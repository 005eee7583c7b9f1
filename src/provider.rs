// Ultralytics 🚀 AGPL-3.0 License - https://ultralytics.com/license

//! Frame-provider abstraction over live and recorded mocap sources.
//!
//! Both variants expose the same per-frame query surface: a subject list,
//! marker positions, segment global poses (segment-from-world convention),
//! segment local rotations, and the current frame number. Every query is
//! fallible per call and degrades to "no data" rather than erroring; callers
//! must treat absence as skip/omit.

use std::collections::HashMap;

use nalgebra::{Matrix3, Matrix4, Point3};

use crate::error::Result;
use crate::geometry::make_pose;
use crate::warn;

/// The per-frame query surface shared by live and recorded mocap sources.
///
/// [`advance_frame`](FrameProvider::advance_frame) must be called before any
/// other query is meaningful, and every query reflects only the most recently
/// advanced frame. Implementations release their backing resources in
/// [`terminate`](FrameProvider::terminate), which is idempotent and also runs
/// on drop.
pub trait FrameProvider {
    /// Try to load the next frame of data. Returns whether one was available.
    fn advance_frame(&mut self) -> bool;

    /// The frame number of the currently loaded frame, if any.
    fn frame_number(&self) -> Option<u64>;

    /// The names of all subjects present in the current frame.
    fn subject_names(&self) -> Vec<String>;

    /// The visible marker positions for a subject, in metres, indexed by
    /// marker name. Empty if the subject is unknown or fully occluded.
    fn marker_positions(&self, subject_name: &str) -> HashMap<String, Point3<f64>>;

    /// The names of all segments for a subject. Empty if unknown.
    fn segment_names(&self, subject_name: &str) -> Vec<String>;

    /// The current segment-from-world transform of a segment, or `None` if the
    /// segment is occluded or unknown. Callers wanting the world placement of
    /// the segment's frame must invert this.
    fn segment_global_pose(&self, subject_name: &str, segment_name: &str) -> Option<Matrix4<f64>>;

    /// The rotation of a segment relative to its parent segment, or `None` if
    /// occluded, unknown, or unsupported by the source (older recordings).
    fn segment_local_rotation(
        &self,
        subject_name: &str,
        segment_name: &str,
    ) -> Option<Matrix3<f64>>;

    /// Release the backing resource. Idempotent; also called on drop.
    fn terminate(&mut self);
}

/// The narrow capability a live mocap driver must supply.
///
/// This mirrors the vendor datastream surface: positions arrive in
/// millimetres, and every query carries an occlusion flag (`None`) and may
/// fail transiently. The concrete client (device SDK binding, network shim,
/// test stub) lives outside this crate.
pub trait DataStreamClient {
    /// Poll the device for the next frame.
    fn get_frame(&mut self) -> Result<bool>;

    /// The frame number assigned by the device.
    fn get_frame_number(&self) -> Result<u64>;

    /// All subject names in the data stream.
    fn get_subject_names(&self) -> Result<Vec<String>>;

    /// All marker names for a subject.
    fn get_marker_names(&self, subject_name: &str) -> Result<Vec<String>>;

    /// A marker's global translation in millimetres, `None` if occluded.
    fn get_marker_global_translation(
        &self,
        subject_name: &str,
        marker_name: &str,
    ) -> Result<Option<[f64; 3]>>;

    /// All segment names for a subject.
    fn get_segment_names(&self, subject_name: &str) -> Result<Vec<String>>;

    /// A segment's global translation in millimetres, `None` if occluded.
    fn get_segment_global_translation(
        &self,
        subject_name: &str,
        segment_name: &str,
    ) -> Result<Option<[f64; 3]>>;

    /// A segment's global rotation (row-major 3x3), `None` if occluded.
    fn get_segment_global_rotation(
        &self,
        subject_name: &str,
        segment_name: &str,
    ) -> Result<Option<[[f64; 3]; 3]>>;

    /// A segment's rotation relative to its parent (row-major 3x3), `None` if
    /// occluded.
    fn get_segment_local_rotation(
        &self,
        subject_name: &str,
        segment_name: &str,
    ) -> Result<Option<[[f64; 3]; 3]>>;

    /// Disconnect from the device.
    fn disconnect(&mut self) -> Result<()>;
}

/// A [`FrameProvider`] backed by a live mocap device connection.
///
/// Transient client failures are caught here, logged, and converted into "no
/// data this call" - they never propagate to the reconstruction pipeline.
pub struct LiveProvider<C: DataStreamClient> {
    client: C,
    alive: bool,
}

impl<C: DataStreamClient> LiveProvider<C> {
    /// Wrap a connected data-stream client.
    pub fn new(client: C) -> Self {
        Self {
            client,
            alive: true,
        }
    }

    /// Convert a device-space position (millimetres) to metres.
    fn from_device_position(pos: [f64; 3]) -> Point3<f64> {
        Point3::new(pos[0], pos[1], pos[2]) / 1000.0
    }

    fn rotation_from_rows(rows: [[f64; 3]; 3]) -> Matrix3<f64> {
        Matrix3::new(
            rows[0][0], rows[0][1], rows[0][2], rows[1][0], rows[1][1], rows[1][2], rows[2][0],
            rows[2][1], rows[2][2],
        )
    }
}

impl<C: DataStreamClient> FrameProvider for LiveProvider<C> {
    fn advance_frame(&mut self) -> bool {
        match self.client.get_frame() {
            Ok(got_frame) => got_frame,
            Err(e) => {
                warn!("Mocap client error while advancing frame: {e}");
                false
            }
        }
    }

    fn frame_number(&self) -> Option<u64> {
        match self.client.get_frame_number() {
            Ok(frame_number) => Some(frame_number),
            Err(e) => {
                warn!("Mocap client error while reading frame number: {e}");
                None
            }
        }
    }

    fn subject_names(&self) -> Vec<String> {
        self.client.get_subject_names().unwrap_or_else(|e| {
            warn!("Mocap client error while listing subjects: {e}");
            Vec::new()
        })
    }

    fn marker_positions(&self, subject_name: &str) -> HashMap<String, Point3<f64>> {
        let marker_names = match self.client.get_marker_names(subject_name) {
            Ok(names) => names,
            Err(e) => {
                warn!("Mocap client error while listing markers for {subject_name:?}: {e}");
                return HashMap::new();
            }
        };

        let mut result = HashMap::new();
        for marker_name in marker_names {
            match self
                .client
                .get_marker_global_translation(subject_name, &marker_name)
            {
                Ok(Some(pos)) => {
                    result.insert(marker_name, Self::from_device_position(pos));
                }
                Ok(None) => {} // Occluded this frame.
                Err(e) => {
                    warn!("Mocap client error while reading marker {marker_name:?}: {e}");
                    return HashMap::new();
                }
            }
        }

        result
    }

    fn segment_names(&self, subject_name: &str) -> Vec<String> {
        self.client
            .get_segment_names(subject_name)
            .unwrap_or_else(|e| {
                warn!("Mocap client error while listing segments for {subject_name:?}: {e}");
                Vec::new()
            })
    }

    fn segment_global_pose(&self, subject_name: &str, segment_name: &str) -> Option<Matrix4<f64>> {
        let result = (|| -> Result<Option<Matrix4<f64>>> {
            let Some(translation) = self
                .client
                .get_segment_global_translation(subject_name, segment_name)?
            else {
                return Ok(None);
            };
            let Some(rotation) = self
                .client
                .get_segment_global_rotation(subject_name, segment_name)?
            else {
                return Ok(None);
            };

            // The device reports the world placement of the segment's frame;
            // the provider contract is segment-from-world, so invert.
            let world_from_segment = make_pose(
                &Self::rotation_from_rows(rotation),
                &Self::from_device_position(translation).coords,
            );
            Ok(world_from_segment.try_inverse())
        })();

        match result {
            Ok(pose) => pose,
            Err(e) => {
                warn!("Mocap client error while reading pose of {segment_name:?}: {e}");
                None
            }
        }
    }

    fn segment_local_rotation(
        &self,
        subject_name: &str,
        segment_name: &str,
    ) -> Option<Matrix3<f64>> {
        match self
            .client
            .get_segment_local_rotation(subject_name, segment_name)
        {
            Ok(rotation) => rotation.map(Self::rotation_from_rows),
            Err(e) => {
                warn!("Mocap client error while reading local rotation of {segment_name:?}: {e}");
                None
            }
        }
    }

    fn terminate(&mut self) {
        if self.alive {
            if let Err(e) = self.client.disconnect() {
                warn!("Mocap client error while disconnecting: {e}");
            }
            self.alive = false;
        }
    }
}

impl<C: DataStreamClient> Drop for LiveProvider<C> {
    fn drop(&mut self) {
        self.terminate();
    }
}

#[cfg(test)]
mod tests {
    use super::*;
    use crate::error::MocapError;
    use approx::assert_relative_eq;
    use std::cell::Cell;

    /// A client whose every query either succeeds with canned data or fails.
    struct ScriptedClient {
        fail: bool,
        disconnects: Cell<u32>,
    }

    impl ScriptedClient {
        fn healthy() -> Self {
            Self {
                fail: false,
                disconnects: Cell::new(0),
            }
        }

        fn failing() -> Self {
            Self {
                fail: true,
                disconnects: Cell::new(0),
            }
        }

        fn check(&self) -> Result<()> {
            if self.fail {
                Err(MocapError::Provider("link down".to_string()))
            } else {
                Ok(())
            }
        }
    }

    impl DataStreamClient for ScriptedClient {
        fn get_frame(&mut self) -> Result<bool> {
            self.check()?;
            Ok(true)
        }

        fn get_frame_number(&self) -> Result<u64> {
            self.check()?;
            Ok(42)
        }

        fn get_subject_names(&self) -> Result<Vec<String>> {
            self.check()?;
            Ok(vec!["Aylin".to_string()])
        }

        fn get_marker_names(&self, _subject_name: &str) -> Result<Vec<String>> {
            self.check()?;
            Ok(vec!["LASI".to_string(), "RASI".to_string()])
        }

        fn get_marker_global_translation(
            &self,
            _subject_name: &str,
            marker_name: &str,
        ) -> Result<Option<[f64; 3]>> {
            self.check()?;
            // RASI is occluded in the canned frame.
            if marker_name == "RASI" {
                Ok(None)
            } else {
                Ok(Some([1000.0, 2000.0, 3000.0]))
            }
        }

        fn get_segment_names(&self, _subject_name: &str) -> Result<Vec<String>> {
            self.check()?;
            Ok(vec!["Root".to_string()])
        }

        fn get_segment_global_translation(
            &self,
            _subject_name: &str,
            _segment_name: &str,
        ) -> Result<Option<[f64; 3]>> {
            self.check()?;
            Ok(Some([1000.0, 0.0, 0.0]))
        }

        fn get_segment_global_rotation(
            &self,
            _subject_name: &str,
            _segment_name: &str,
        ) -> Result<Option<[[f64; 3]; 3]>> {
            self.check()?;
            Ok(Some([[1.0, 0.0, 0.0], [0.0, 1.0, 0.0], [0.0, 0.0, 1.0]]))
        }

        fn get_segment_local_rotation(
            &self,
            _subject_name: &str,
            _segment_name: &str,
        ) -> Result<Option<[[f64; 3]; 3]>> {
            self.check()?;
            Ok(Some([[1.0, 0.0, 0.0], [0.0, 1.0, 0.0], [0.0, 0.0, 1.0]]))
        }

        fn disconnect(&mut self) -> Result<()> {
            self.disconnects.set(self.disconnects.get() + 1);
            Ok(())
        }
    }

    #[test]
    fn test_positions_converted_to_metres_and_occlusions_skipped() {
        let provider = LiveProvider::new(ScriptedClient::healthy());
        let markers = provider.marker_positions("Aylin");
        assert_eq!(markers.len(), 1);
        assert_relative_eq!(markers["LASI"], Point3::new(1.0, 2.0, 3.0));
    }

    #[test]
    fn test_segment_pose_is_inverted_world_placement() {
        let provider = LiveProvider::new(ScriptedClient::healthy());
        let pose = provider.segment_global_pose("Aylin", "Root").unwrap();
        // World placement is identity rotation at (1, 0, 0) metres, so the
        // segment-from-world transform translates by (-1, 0, 0).
        assert_relative_eq!(
            pose.fixed_view::<3, 1>(0, 3).into_owned(),
            nalgebra::Vector3::new(-1.0, 0.0, 0.0)
        );
    }

    #[test]
    fn test_client_failures_become_empty_results() {
        let mut provider = LiveProvider::new(ScriptedClient::failing());
        assert!(!provider.advance_frame());
        assert_eq!(provider.frame_number(), None);
        assert!(provider.subject_names().is_empty());
        assert!(provider.marker_positions("Aylin").is_empty());
        assert!(provider.segment_names("Aylin").is_empty());
        assert!(provider.segment_global_pose("Aylin", "Root").is_none());
        assert!(provider.segment_local_rotation("Aylin", "Root").is_none());
    }

    #[test]
    fn test_terminate_is_idempotent() {
        let mut provider = LiveProvider::new(ScriptedClient::healthy());
        provider.terminate();
        provider.terminate();
        assert_eq!(provider.client.disconnects.get(), 1);
        // Drop must not disconnect again after an explicit terminate.
        drop(provider);
    }
}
☆ ☆ ☆ ☆ ☆ ☆ ☆
◆ **ACTIVITY**
Filter the entries and keep only the lines holding "listing".

◆ **RESULT OF THE TASK**
            warn!("Mocap client error while listing subjects: {e}");
                warn!("Mocap client error while listing markers for {subject_name:?}: {e}");
                warn!("Mocap client error while listing segments for {subject_name:?}: {e}");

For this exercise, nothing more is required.